How do we know this? First, some general observations.

In the last decade, the number of voters on the Venezuelan electoral roll rose from 12 million to almost 19 million, representing a suspicious increase in voter registration of 58 percent against a population growth of just 14 percent over the same period.

This has led to an absurd situation in which 14 of Venezuela’s 24 states now have more voters than people eligible to vote. Voter registration in the northern province of Delta Amacuro, for example, is fully 122 percent higher than its projected population.

Of those whose names feature on the electoral roll, 39,000 are listed as having been born at least 100 years ago, including 17,000 who would be old enough to remember life in the 19th Century.

On top of Venezuela’s estimated two to three million phantom voters, roughly one third of Venezuelans believe that the government will know how they vote. Despite assurances by government officials to the contrary, this fear is not unfounded; as participants in a 2005 audit of the country’s electronic voting machines discovered, the secrecy of the ballot can easily be compromised using the right computer software.

Venezuelans know all too well the ramifications of challenging the powers that be. After a petition to recall the president was made public in 2004, some 300,000 state employees who had signed it were either dismissed or threatened. Many of those whose signatures appeared on the petition – 2.4 million in total – found themselves suddenly unable to get government jobs or benefits.

With these general observations in mind, we turn now to the specifics.

In 2004, Hugo Chávez survived a recall referendum, reportedly winning 58 percent of the vote and renewing his democratic mandate. This is according to the pro-Chávez National Electoral Council, however. By contrast, an exit poll conducted by Penn, Schoen & Berland Associates predicted a result of 59 percent in favour of recalling Chávez. The nationwide poll, in which more than 20,000 voters were interviewed, had a margin of error of less than one percent.

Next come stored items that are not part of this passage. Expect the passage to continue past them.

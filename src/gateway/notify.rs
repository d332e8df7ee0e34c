use async_trait::async_trait;
use reqwest::{Client, Url};
use serde::Serialize;
use tracing::{debug, warn};

use crate::config::Config;
use crate::error::AppError;
use crate::gateway::{DeliveredNotice, GatewayError, Notifier};

const BRAND: &str = "HungerJet";

pub fn delivered_subject() -> String {
    format!("Your Order with {BRAND} has been Delivered!")
}

pub fn delivered_email_body(notice: &DeliveredNotice) -> String {
    format!(
        "Hello {name},\n\n\
         We are happy to inform you that your order with {BRAND} has been successfully \
         delivered to your address: {address}.\n\n\
         Thank you for choosing {BRAND}, and we look forward to serving you again soon!\n\n\
         Best regards,\n\
         {BRAND} Team\n",
        name = notice.customer_name,
        address = notice.address.one_line(),
    )
}

pub fn delivered_sms_body(notice: &DeliveredNotice) -> String {
    format!(
        "Hello, your order has been delivered to {}. Thank you for choosing {BRAND}!",
        notice.address.one_line()
    )
}

#[derive(Serialize)]
struct EmailRequest<'a> {
    from: &'a str,
    to: &'a str,
    subject: String,
    text: String,
}

#[derive(Serialize)]
struct SmsRequest<'a> {
    to: &'a str,
    text: String,
}

/// Sends the delivered email through an HTTP mail relay and the SMS through
/// the SMS provider's REST API. Either channel is skipped when unconfigured.
pub struct HttpNotifier {
    client: Client,
    email_api_url: Option<Url>,
    email_from: String,
    sms_api_url: Url,
    sms_api_key: Option<String>,
}

impl HttpNotifier {
    pub fn from_config(client: Client, config: &Config) -> Result<Self, AppError> {
        let email_api_url = config
            .email_api_url
            .as_deref()
            .map(|raw| parse_url("EMAIL_API_URL", raw))
            .transpose()?;

        Ok(Self {
            client,
            email_api_url,
            email_from: config.email_from.clone(),
            sms_api_url: parse_url("SMS_API_URL", &config.sms_api_url)?,
            sms_api_key: config.sms_api_key.clone(),
        })
    }

    async fn send_email(&self, url: &Url, notice: &DeliveredNotice) -> Result<(), GatewayError> {
        let request = EmailRequest {
            from: &self.email_from,
            to: &notice.email,
            subject: delivered_subject(),
            text: delivered_email_body(notice),
        };

        let response = self
            .client
            .post(url.clone())
            .json(&request)
            .send()
            .await
            .map_err(|err| GatewayError::Transport {
                service: "email relay",
                message: err.to_string(),
            })?;

        if !response.status().is_success() {
            return Err(GatewayError::Status {
                service: "email relay",
                status: response.status().as_u16(),
            });
        }

        debug!(order_id = %notice.order_id, "delivered email sent");
        Ok(())
    }

    async fn send_sms(
        &self,
        api_key: &str,
        phone: &str,
        notice: &DeliveredNotice,
    ) -> Result<(), GatewayError> {
        let request = SmsRequest {
            to: phone,
            text: delivered_sms_body(notice),
        };

        let response = self
            .client
            .post(self.sms_api_url.clone())
            .header("X-API-VERSION", "V1")
            .header("Authorization", format!("Basic {api_key}"))
            .json(&request)
            .send()
            .await
            .map_err(|err| GatewayError::Transport {
                service: "sms provider",
                message: err.to_string(),
            })?;

        if !response.status().is_success() {
            return Err(GatewayError::Status {
                service: "sms provider",
                status: response.status().as_u16(),
            });
        }

        debug!(order_id = %notice.order_id, "delivered sms sent");
        Ok(())
    }
}

#[async_trait]
impl Notifier for HttpNotifier {
    async fn notify_delivered(&self, notice: &DeliveredNotice) -> Result<(), GatewayError> {
        let email = match &self.email_api_url {
            Some(url) => self.send_email(url, notice).await,
            None => {
                debug!("email relay not configured; skipping delivered email");
                Ok(())
            }
        };

        let sms = match (self.sms_api_key.as_deref(), notice.phone.as_deref()) {
            (Some(key), Some(phone)) => self.send_sms(key, phone, notice).await,
            _ => {
                debug!("sms not configured or no phone on file; skipping delivered sms");
                Ok(())
            }
        };

        // Both channels are attempted; the first failure is reported.
        if let Err(err) = &sms {
            if email.is_err() {
                warn!(error = %err, "delivered sms failed");
            }
        }
        email.and(sms)
    }
}

fn parse_url(key: &str, raw: &str) -> Result<Url, AppError> {
    Url::parse(raw).map_err(|err| AppError::Internal(format!("invalid {key}: {err}")))
}
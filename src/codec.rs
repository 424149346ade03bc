/// Default cap on buffered bytes for a connection that never sends a
/// terminator.
pub const DEFAULT_MAX_BUFFER: usize = 1024 * 1024;

/// Errors from the line codec.
#[derive(Debug, thiserror::Error)]
pub enum CodecError {
    #[error("inbound buffer exceeded {limit} bytes without a line terminator")]
    BufferOverflow { limit: usize },
}

/// Per-connection line decoder.
///
/// Raw bytes are appended to an internal buffer; each call splits off every
/// complete line, looking for `\r\n` first, then bare `\n`, then bare `\r`,
/// re-checking that priority order on every pass. Extracted lines are trimmed
/// and empty lines are dropped. Any unterminated remainder stays buffered for
/// the next feed.
pub struct LineCodec {
    buf: Vec<u8>,
    max_buffer: usize,
}

impl LineCodec {
    pub fn new() -> Self {
        Self::with_limit(DEFAULT_MAX_BUFFER)
    }

    pub fn with_limit(max_buffer: usize) -> Self {
        Self {
            buf: Vec::new(),
            max_buffer,
        }
    }

    /// Decode every complete line available after appending `bytes`.
    pub fn feed(&mut self, bytes: &[u8]) -> Result<Vec<String>, CodecError> {
        self.buf.extend_from_slice(bytes);

        let mut lines = Vec::new();
        while let Some((at, term_len)) = find_terminator(&self.buf) {
            let raw: Vec<u8> = self.buf.drain(..at + term_len).collect();
            let line = String::from_utf8_lossy(&raw[..at]).trim().to_string();
            if !line.is_empty() {
                lines.push(line);
            }
        }

        if self.buf.len() > self.max_buffer {
            self.buf.clear();
            return Err(CodecError::BufferOverflow {
                limit: self.max_buffer,
            });
        }
        Ok(lines)
    }

    /// Bytes currently waiting for a terminator.
    pub fn pending(&self) -> usize {
        self.buf.len()
    }
}

impl Default for LineCodec {
    fn default() -> Self {
        Self::new()
    }
}

/// First terminator position and its length: `\r\n`, then `\n`, then `\r`.
fn find_terminator(buf: &[u8]) -> Option<(usize, usize)> {
    if let Some(i) = find_subslice(buf, b"\r\n") {
        return Some((i, 2));
    }
    if let Some(i) = buf.iter().position(|&b| b == b'\n') {
        return Some((i, 1));
    }
    if let Some(i) = buf.iter().position(|&b| b == b'\r') {
        return Some((i, 1));
    }
    None
}

fn find_subslice(haystack: &[u8], needle: &[u8]) -> Option<usize> {
    haystack
        .windows(needle.len())
        .position(|window| window == needle)
}

#[cfg(test)]
mod tests {
    use super::*;

    #[test]
    fn test_single_line_lf() {
        let mut codec = LineCodec::new();
        let lines = codec.feed(b"hello\n").unwrap();
        assert_eq!(lines, vec!["hello"]);
        assert_eq!(codec.pending(), 0);
    }

    #[test]
    fn test_mixed_terminators() {
        let mut codec = LineCodec::new();
        let lines = codec.feed(b"one\r\ntwo\nthree\r").unwrap();
        assert_eq!(lines, vec!["one", "two", "three"]);
    }

    #[test]
    fn test_partial_line_stays_buffered() {
        let mut codec = LineCodec::new();
        assert!(codec.feed(b"incompl").unwrap().is_empty());
        assert_eq!(codec.pending(), 7);

        let lines = codec.feed(b"ete\n").unwrap();
        assert_eq!(lines, vec!["incomplete"]);
        assert_eq!(codec.pending(), 0);
    }

    #[test]
    fn test_terminator_split_across_feeds() {
        let mut codec = LineCodec::new();
        // \r arrives first; it is a valid terminator on its own, so the line
        // is extracted immediately and the following \n yields nothing.
        let lines = codec.feed(b"cmd\r").unwrap();
        assert_eq!(lines, vec!["cmd"]);
        assert!(codec.feed(b"\n").unwrap().is_empty());
    }

    #[test]
    fn test_crlf_priority_over_bare_newline() {
        let mut codec = LineCodec::new();
        // \r\n is searched before bare \n on every pass, so a bare \n ahead
        // of the first \r\n stays inside the extracted line.
        let lines = codec.feed(b"x\ny\r\nz\n").unwrap();
        assert_eq!(lines, vec!["x\ny", "z"]);
    }

    #[test]
    fn test_whitespace_trimmed_and_empty_dropped() {
        let mut codec = LineCodec::new();
        let lines = codec.feed(b"  spaced  \n\n   \n/quit\n").unwrap();
        assert_eq!(lines, vec!["spaced", "/quit"]);
    }

    #[test]
    fn test_arbitrary_chunking_loses_nothing() {
        let input = b"first line\r\nsecond\nthird one\rfourth\r\n";
        let expected = vec!["first line", "second", "third one", "fourth"];

        // Feed the same input in every possible two-chunk split.
        for split in 0..input.len() {
            let mut codec = LineCodec::new();
            let mut lines = codec.feed(&input[..split]).unwrap();
            lines.extend(codec.feed(&input[split..]).unwrap());
            assert_eq!(lines, expected, "split at {split}");
            assert_eq!(codec.pending(), 0, "split at {split}");
        }
    }

    #[test]
    fn test_byte_by_byte_feed() {
        let input = b"alpha\nbeta\r\ngamma\r";
        let mut codec = LineCodec::new();
        let mut lines = Vec::new();
        for b in input {
            lines.extend(codec.feed(&[*b]).unwrap());
        }
        assert_eq!(lines, vec!["alpha", "beta", "gamma"]);
    }

    #[test]
    fn test_buffer_overflow() {
        let mut codec = LineCodec::with_limit(16);
        let err = codec.feed(&[b'x'; 32]).unwrap_err();
        match err {
            CodecError::BufferOverflow { limit } => assert_eq!(limit, 16),
        }
        // Buffer was cleared so the connection owner can tear down cleanly.
        assert_eq!(codec.pending(), 0);
    }

    #[test]
    fn test_overflow_not_triggered_by_terminated_input() {
        let mut codec = LineCodec::with_limit(16);
        // Far more than 16 bytes total, but every line terminates.
        for _ in 0..10 {
            let lines = codec.feed(b"0123456789ab\n").unwrap();
            assert_eq!(lines.len(), 1);
        }
    }
}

Whilst a contradictory exit poll is not in itself proof of electoral fraud, a subsequent study, peer-reviewed by the International Statistical Institute, did find “statistical evidence to reject the official results given by the [National Electoral Council, … which] do not reflect the intention of voters with statistical confidence.” The fact that the authors of the study calculated that the anti-Chávez vote was in fact closer to 59 percent – exactly the same figure produced by the PS&B poll – ought to set alarm bells ringing.

Likewise, after the 2006 presidential election, there were widespread concerns that the National Electoral Council had once again manipulated the official results, which were denounced as “incorrect” by Chávez’s opponent, Manuel Rosales. Soon afterwards, a panel of experts announced that they had found evidence of “important statistical inconsistencies” in the tallying of votes, including what seemed to be a numerical ceiling on ballots cast for Rosales programmed into numerous voting machines.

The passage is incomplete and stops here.